Opinión

Arquitectura a dos voces: comunicación con el cliente

El diseño de un proyecto puede parecernos brillante, pero para serlo efectivamente necesita estar en sintonía con las expectativas del cliente.

Charles Eames, reconocido diseñador y arquitecto estadounidense del siglo XX, defendía la importancia de considerar tres perspectivas al crear: la del cliente, la de la sociedad y la propia. Para Eames, estos factores suelen entrar en tensión, y es tarea del diseñador (o arquitecto) encontrar un equilibrio para conseguir obras significativas.

En este sentido, podríamos afirmar que una de las características más importantes que debe poseer un arquitecto es la habilidad de ser un buen comunicador. La comunicación es fundamental en todos los aspectos; ya sea para interpretar las inquietudes, objetivos y expectativas de un cliente para un proyecto, como para transmitirle de manera entendible nuestra solución a ese proyecto.

Una escucha asertiva

No existe un plan perfecto para anticiparnos a todos los obstáculos que nos encontraremos en el camino de un proyecto. Siempre van a ocurrir imprevistos, cambios de última hora y desafíos inesperados.

Ahí es donde cobra protagonismo la comunicación transparente y activa.

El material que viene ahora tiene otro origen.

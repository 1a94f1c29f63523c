//! Program snapshot loading
//!
//! A snapshot file is the entity state the data service returned for one or more
//! programs at a single point in time:
//!
//! ```json
//! {"programs": [{"id": "p1", "name": "Checkout", "risks": [], "milestones": [],
//!                "dependencies": [], "adopters": [], "missingComponents": 2}]}
//! ```
//!
//! Malformed entities are skipped, counted and logged; they never abort a load.
//! Only unreadable files and invalid JSON are errors.

use crate::adoption::summarize_adoption;
use crate::entity::{Adopter, Dependency, Milestone, Risk};
use crate::health::compute_health_at;
use crate::matrix::build_risk_matrix;
use crate::report::ProgramReport;
use anyhow::{Context, Result};
use chrono::{DateTime, Utc};
use serde::de::DeserializeOwned;
use serde::Serialize;
use serde_json::Value;
use std::path::Path;

/// One program and its child entities
#[derive(Debug, Clone, Default, PartialEq, Serialize)]
#[serde(rename_all = "camelCase")]
pub struct Program {
    pub id: String,
    pub name: Option<String>,
    pub risks: Vec<Risk>,
    pub milestones: Vec<Milestone>,
    pub dependencies: Vec<Dependency>,
    pub adopters: Vec<Adopter>,
    pub missing_components: Option<u32>,
}

impl Program {
    /// Display name, falling back to the id
    pub fn display_name(&self) -> &str {
        self.name.as_deref().unwrap_or(&self.id)
    }

    /// Run the health scorer and matrix builder over this program.
    ///
    /// Adoption is summarized only when the program has adopters.
    pub fn evaluate(&self, now: DateTime<Utc>) -> ProgramReport {
        let health = compute_health_at(
            &self.risks,
            &self.milestones,
            &self.dependencies,
            self.missing_components,
            now,
        );
        let adoption = if self.adopters.is_empty() {
            None
        } else {
            Some(summarize_adoption(&self.adopters))
        };

        ProgramReport {
            program_id: self.id.clone(),
            program_name: self.display_name().to_string(),
            health,
            risk_matrix: build_risk_matrix(&self.risks),
            adoption,
        }
    }
}

/// Entities dropped while loading, by kind
#[derive(Debug, Clone, Copy, Default, PartialEq, Eq, Serialize)]
#[serde(rename_all = "camelCase")]
pub struct SkippedEntities {
    pub programs: usize,
    pub risks: usize,
    pub milestones: usize,
    pub dependencies: usize,
    pub adopters: usize,
    /// `missingComponents` values that are not a non-negative whole number
    pub missing_components: usize,
}

impl SkippedEntities {
    pub fn total(&self) -> usize {
        self.programs
            + self.risks
            + self.milestones
            + self.dependencies
            + self.adopters
            + self.missing_components
    }
}

/// Loaded snapshot
#[derive(Debug, Clone, Default, PartialEq)]
pub struct ProgramSnapshot {
    pub programs: Vec<Program>,
    pub skipped: SkippedEntities,
}

impl ProgramSnapshot {
    /// Parse a snapshot from JSON text
    pub fn from_json(json: &str) -> Result<Self> {
        let root: Value = serde_json::from_str(json).context("failed to parse snapshot JSON")?;
        Ok(Self::from_value(&root))
    }

    /// Build a snapshot from an already-parsed JSON document.
    ///
    /// Accepts `{"programs": [...]}` or a bare array of programs.
    pub fn from_value(root: &Value) -> Self {
        let mut snapshot = ProgramSnapshot::default();

        let entries: &[Value] = match root {
            Value::Array(items) => items.as_slice(),
            Value::Object(map) => match map.get("programs") {
                Some(Value::Array(items)) => items.as_slice(),
                Some(other) => {
                    tracing::warn!(kind = json_kind(other), "`programs` is not an array");
                    &[]
                }
                None => {
                    tracing::warn!("snapshot has no `programs` key");
                    &[]
                }
            },
            other => {
                tracing::warn!(kind = json_kind(other), "snapshot root is not an object");
                &[]
            }
        };

        for (index, entry) in entries.iter().enumerate() {
            match parse_program(entry, &mut snapshot.skipped) {
                Some(program) => snapshot.programs.push(program),
                None => {
                    tracing::warn!(index, "skipping program: not an object");
                    snapshot.skipped.programs += 1;
                }
            }
        }

        if snapshot.skipped.total() > 0 {
            tracing::warn!(
                skipped = snapshot.skipped.total(),
                "skipped malformed entities while loading snapshot"
            );
        }
        tracing::debug!(programs = snapshot.programs.len(), "loaded snapshot");

        snapshot
    }

    /// Find a program by id
    pub fn program(&self, id: &str) -> Option<&Program> {
        self.programs.iter().find(|p| p.id == id)
    }
}

/// Load a snapshot file
pub fn load_snapshot(path: &Path) -> Result<ProgramSnapshot> {
    let content = std::fs::read_to_string(path)
        .with_context(|| format!("failed to read snapshot file: {}", path.display()))?;

    ProgramSnapshot::from_json(&content)
        .with_context(|| format!("invalid snapshot: {}", path.display()))
}

fn parse_program(entry: &Value, skipped: &mut SkippedEntities) -> Option<Program> {
    let map = entry.as_object()?;

    let id = match map.get("id") {
        Some(Value::String(s)) => s.clone(),
        Some(Value::Number(n)) => n.to_string(),
        _ => String::new(),
    };

    Some(Program {
        name: map.get("name").and_then(Value::as_str).map(str::to_string),
        risks: parse_collection(&id, "risks", map.get("risks"), &mut skipped.risks),
        milestones: parse_collection(
            &id,
            "milestones",
            map.get("milestones"),
            &mut skipped.milestones,
        ),
        dependencies: parse_collection(
            &id,
            "dependencies",
            map.get("dependencies"),
            &mut skipped.dependencies,
        ),
        adopters: parse_collection(&id, "adopters", map.get("adopters"), &mut skipped.adopters),
        missing_components: parse_missing_components(
            &id,
            map.get("missingComponents"),
            &mut skipped.missing_components,
        ),
        id,
    })
}

/// Whole numbers only; `2.0` counts as 2, anything else is dropped
fn parse_missing_components(
    program_id: &str,
    value: Option<&Value>,
    skipped: &mut usize,
) -> Option<u32> {
    let value = match value {
        None | Some(Value::Null) => return None,
        Some(value) => value,
    };

    let whole = value.as_u64().or_else(|| {
        value
            .as_f64()
            .filter(|n| *n >= 0.0 && n.fract() == 0.0)
            .map(|n| n as u64)
    });

    match whole {
        Some(n) => Some(u32::try_from(n).unwrap_or(u32::MAX)),
        None => {
            tracing::warn!(
                program = program_id,
                kind = json_kind(value),
                value = %value,
                "ignoring missingComponents that is not a non-negative whole number"
            );
            *skipped += 1;
            None
        }
    }
}

/// Deserialize each element on its own so one bad entity cannot take the rest down
fn parse_collection<T: DeserializeOwned>(
    program_id: &str,
    key: &str,
    value: Option<&Value>,
    skipped: &mut usize,
) -> Vec<T> {
    let items = match value {
        Some(Value::Array(items)) => items,
        None | Some(Value::Null) => return Vec::new(),
        Some(other) => {
            tracing::warn!(
                program = program_id,
                collection = key,
                kind = json_kind(other),
                "collection is not an array; treating as empty"
            );
            return Vec::new();
        }
    };

    let mut parsed = Vec::with_capacity(items.len());
    for (index, item) in items.iter().enumerate() {
        if !item.is_object() {
            tracing::warn!(
                program = program_id,
                collection = key,
                index,
                "skipping non-object entity"
            );
            *skipped += 1;
            continue;
        }
        match serde_json::from_value::<T>(item.clone()) {
            Ok(entity) => parsed.push(entity),
            Err(e) => {
                tracing::warn!(
                    program = program_id,
                    collection = key,
                    index,
                    error = %e,
                    "skipping malformed entity"
                );
                *skipped += 1;
            }
        }
    }
    parsed
}

fn json_kind(value: &Value) -> &'static str {
    match value {
        Value::Null => "null",
        Value::Bool(_) => "boolean",
        Value::Number(_) => "number",
        Value::String(_) => "string",
        Value::Array(_) => "array",
        Value::Object(_) => "object",
    }
}
//! Adopter readiness rollup
//!
//! Summarizes adopters for detail panels. Never feeds the health score.

use crate::entity::Adopter;
use serde::{Deserialize, Serialize};

/// Adopter counts by status plus mean readiness
#[derive(Debug, Clone, Default, PartialEq, Eq, Serialize, Deserialize)]
#[serde(rename_all = "camelCase")]
pub struct AdoptionSummary {
    pub total: usize,
    pub ready: usize,
    pub in_progress: usize,
    pub blocked: usize,
    pub completed: usize,
    /// Absent or unrecognized status
    pub other: usize,
    /// Rounded mean of present readiness scores, each clamped to [0, 100]
    #[serde(skip_serializing_if = "Option::is_none")]
    pub average_readiness: Option<u8>,
}

pub fn summarize_adoption(adopters: &[Adopter]) -> AdoptionSummary {
    let mut summary = AdoptionSummary {
        total: adopters.len(),
        ..AdoptionSummary::default()
    };

    let mut readiness_sum = 0.0;
    let mut readiness_count = 0usize;

    for adopter in adopters {
        match adopter.status.as_deref() {
            Some("ready") => summary.ready += 1,
            Some("in_progress") => summary.in_progress += 1,
            Some("blocked") => summary.blocked += 1,
            Some("completed") => summary.completed += 1,
            _ => summary.other += 1,
        }

        if let Some(score) = adopter.readiness_score.filter(|s| !s.is_nan()) {
            readiness_sum += score.clamp(0.0, 100.0);
            readiness_count += 1;
        }
    }

    if readiness_count > 0 {
        let mean = readiness_sum / readiness_count as f64;
        summary.average_readiness = Some(mean.round() as u8);
    }

    summary
}

#[cfg(test)]
mod tests {
    use super::*;

    fn adopter(status: Option<&str>, readiness: Option<f64>) -> Adopter {
        Adopter {
            status: status.map(str::to_string),
            readiness_score: readiness,
            ..Adopter::default()
        }
    }

    #[test]
    fn test_empty() {
        let summary = summarize_adoption(&[]);
        assert_eq!(summary, AdoptionSummary::default());
    }

    #[test]
    fn test_counts_by_status() {
        let summary = summarize_adoption(&[
            adopter(Some("ready"), None),
            adopter(Some("in_progress"), None),
            adopter(Some("blocked"), None),
            adopter(Some("completed"), None),
            adopter(Some("paused"), None),
            adopter(None, None),
        ]);
        assert_eq!(summary.total, 6);
        assert_eq!(summary.ready, 1);
        assert_eq!(summary.in_progress, 1);
        assert_eq!(summary.blocked, 1);
        assert_eq!(summary.completed, 1);
        assert_eq!(summary.other, 2);
        assert!(summary.average_readiness.is_none());
    }

    #[test]
    fn test_average_readiness_skips_absent_and_clamps() {
        let summary = summarize_adoption(&[
            adopter(None, Some(50.0)),
            adopter(None, Some(150.0)),
            adopter(None, None),
            adopter(None, Some(-20.0)),
        ]);
        // (50 + 100 + 0) / 3 = 50
        assert_eq!(summary.average_readiness, Some(50));
    }

    #[test]
    fn test_average_readiness_rounds() {
        let summary = summarize_adoption(&[adopter(None, Some(70.0)), adopter(None, Some(71.0))]);
        assert_eq!(summary.average_readiness, Some(71));
    }
}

Mantener un diálogo abierto y constante con el cliente no solo construye una relación sólida, sino que también nos permite adaptarnos a los cambios con mayor facilidad.

Una buena estrategia es armar un cuestionario para el cliente con preguntas concretas y puntuales sobre el proyecto: ¿Qué espera de la obra? ¿Con cuánto presupuesto cuenta? ¿Cuáles son los puntos principales que no deben faltar? ¿Quiénes y cómo usarán los espacios? ¿Cuáles son sus materiales de preferencia?, son algunos ejemplos.

Luego de que lo responda, se puede concretar un encuentro donde se pondrán en práctica las técnicas de escucha activa para poder comprender sus necesidades más allá de las palabras. Algunas de ellas son:

  • Brindar un espacio de comunicación tranquilo
  • Evitar distracciones
  • Dar tiempo al cliente para que elabore sus respuestas sin interrumpirlo
  • Escuchar atentamente
  • Opinar y repreguntar en base a la información obtenida
  • Corroborar que lo que se entendió sea lo mismo que quiere el cliente
  • Interpretar el lenguaje no verbal: velocidad, tono y volumen de voz, expresiones faciales, gestos y emociones
  • No adelantarse en la conversación: Evitar suposiciones o hipótesis sobre lo que dirá la otra persona
  • Garantizar el contacto visual para demostrar interés
  • Entrenar el pensamiento crítico: cuestionar supuestos, evaluar evidencias y buscar conexiones entre la información obtenida.

Es en este rico intercambio de ideas donde realmente se moldea el proyecto. Establecer una relación de respeto mutuo entre el arquitecto y el cliente, donde se puedan discutir libremente los diferentes puntos de vista con argumentos bien fundados y alcanzar acuerdos, es la base para encontrar soluciones brillantes y construir proyectos de calidad.